All lines in the data bearing the string "metadata" should be identified and copied.

==========

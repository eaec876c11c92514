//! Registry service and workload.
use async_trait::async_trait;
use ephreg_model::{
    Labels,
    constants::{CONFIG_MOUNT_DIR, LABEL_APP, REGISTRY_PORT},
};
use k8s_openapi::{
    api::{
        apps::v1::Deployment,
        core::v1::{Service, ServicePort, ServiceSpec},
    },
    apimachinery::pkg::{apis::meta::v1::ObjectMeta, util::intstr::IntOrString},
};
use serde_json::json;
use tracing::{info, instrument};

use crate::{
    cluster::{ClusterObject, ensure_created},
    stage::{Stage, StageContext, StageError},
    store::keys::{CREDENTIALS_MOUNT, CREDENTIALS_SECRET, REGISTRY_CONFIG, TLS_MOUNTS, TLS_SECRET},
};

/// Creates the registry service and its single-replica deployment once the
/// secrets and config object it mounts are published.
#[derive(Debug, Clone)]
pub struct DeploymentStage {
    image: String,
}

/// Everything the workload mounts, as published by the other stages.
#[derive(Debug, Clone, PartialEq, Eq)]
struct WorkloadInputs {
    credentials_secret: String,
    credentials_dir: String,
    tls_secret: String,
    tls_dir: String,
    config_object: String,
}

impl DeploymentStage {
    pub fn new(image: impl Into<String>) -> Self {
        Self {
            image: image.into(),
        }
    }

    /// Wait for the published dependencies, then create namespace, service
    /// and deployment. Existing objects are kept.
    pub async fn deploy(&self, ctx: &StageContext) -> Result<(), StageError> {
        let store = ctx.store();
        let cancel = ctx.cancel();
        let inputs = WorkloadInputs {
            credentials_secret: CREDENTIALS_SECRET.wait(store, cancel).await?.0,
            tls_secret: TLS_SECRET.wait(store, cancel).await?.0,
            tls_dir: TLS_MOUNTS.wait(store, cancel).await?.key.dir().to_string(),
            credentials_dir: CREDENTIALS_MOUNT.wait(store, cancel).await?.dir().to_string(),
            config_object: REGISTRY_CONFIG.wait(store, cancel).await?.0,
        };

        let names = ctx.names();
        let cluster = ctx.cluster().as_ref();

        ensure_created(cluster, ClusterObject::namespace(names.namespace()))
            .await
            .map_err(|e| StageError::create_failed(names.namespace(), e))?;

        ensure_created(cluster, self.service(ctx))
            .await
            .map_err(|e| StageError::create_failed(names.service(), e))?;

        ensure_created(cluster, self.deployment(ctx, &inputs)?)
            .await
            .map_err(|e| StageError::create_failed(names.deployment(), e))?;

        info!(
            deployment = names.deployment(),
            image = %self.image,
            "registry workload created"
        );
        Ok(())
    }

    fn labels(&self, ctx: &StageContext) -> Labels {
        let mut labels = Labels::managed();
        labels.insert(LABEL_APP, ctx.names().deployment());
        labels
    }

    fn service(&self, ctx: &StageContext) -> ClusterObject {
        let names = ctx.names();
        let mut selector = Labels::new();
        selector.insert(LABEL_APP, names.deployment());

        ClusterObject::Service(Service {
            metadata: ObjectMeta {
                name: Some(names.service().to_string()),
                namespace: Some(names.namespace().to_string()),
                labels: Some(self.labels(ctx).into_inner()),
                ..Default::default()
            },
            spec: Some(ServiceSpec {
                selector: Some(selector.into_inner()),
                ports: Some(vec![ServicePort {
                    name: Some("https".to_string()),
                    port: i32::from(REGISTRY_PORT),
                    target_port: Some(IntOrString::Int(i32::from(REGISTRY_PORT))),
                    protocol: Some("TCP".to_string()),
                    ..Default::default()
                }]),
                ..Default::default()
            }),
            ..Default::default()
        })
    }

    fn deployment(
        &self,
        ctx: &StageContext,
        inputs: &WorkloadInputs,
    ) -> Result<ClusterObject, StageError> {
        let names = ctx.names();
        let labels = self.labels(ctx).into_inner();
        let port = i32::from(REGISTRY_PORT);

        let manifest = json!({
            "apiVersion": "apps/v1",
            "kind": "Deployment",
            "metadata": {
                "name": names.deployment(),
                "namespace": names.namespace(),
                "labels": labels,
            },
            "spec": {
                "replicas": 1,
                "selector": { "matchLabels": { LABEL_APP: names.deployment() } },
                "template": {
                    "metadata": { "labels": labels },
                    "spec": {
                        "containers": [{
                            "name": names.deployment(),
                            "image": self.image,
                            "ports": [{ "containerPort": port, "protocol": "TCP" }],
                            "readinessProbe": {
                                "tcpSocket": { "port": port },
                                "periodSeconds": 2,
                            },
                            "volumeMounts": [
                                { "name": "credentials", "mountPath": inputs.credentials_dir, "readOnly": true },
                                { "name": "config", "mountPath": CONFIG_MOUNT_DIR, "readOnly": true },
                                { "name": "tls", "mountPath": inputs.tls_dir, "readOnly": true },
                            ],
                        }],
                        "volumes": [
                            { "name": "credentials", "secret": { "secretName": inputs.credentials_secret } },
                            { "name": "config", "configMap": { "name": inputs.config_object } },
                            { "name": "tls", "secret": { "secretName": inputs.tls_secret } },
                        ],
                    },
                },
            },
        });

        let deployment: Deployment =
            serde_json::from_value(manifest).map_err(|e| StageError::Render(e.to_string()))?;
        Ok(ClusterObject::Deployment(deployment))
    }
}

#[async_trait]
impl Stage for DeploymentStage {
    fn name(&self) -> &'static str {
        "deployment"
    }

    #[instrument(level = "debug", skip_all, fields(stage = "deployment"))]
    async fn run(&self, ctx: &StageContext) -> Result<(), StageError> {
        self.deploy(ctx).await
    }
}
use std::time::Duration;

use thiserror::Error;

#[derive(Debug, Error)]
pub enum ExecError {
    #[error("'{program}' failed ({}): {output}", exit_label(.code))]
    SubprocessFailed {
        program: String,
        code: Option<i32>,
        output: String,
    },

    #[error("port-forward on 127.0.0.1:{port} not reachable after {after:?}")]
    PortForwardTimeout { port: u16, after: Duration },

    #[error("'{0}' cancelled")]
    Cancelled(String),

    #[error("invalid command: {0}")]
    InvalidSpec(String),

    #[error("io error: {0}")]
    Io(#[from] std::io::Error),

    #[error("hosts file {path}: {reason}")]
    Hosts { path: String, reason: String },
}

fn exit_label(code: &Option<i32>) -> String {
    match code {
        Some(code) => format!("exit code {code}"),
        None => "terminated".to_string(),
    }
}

==========

▶ [RESULT]:
            metadata: ObjectMeta {
            "metadata": {
                    "metadata": { "labels": labels },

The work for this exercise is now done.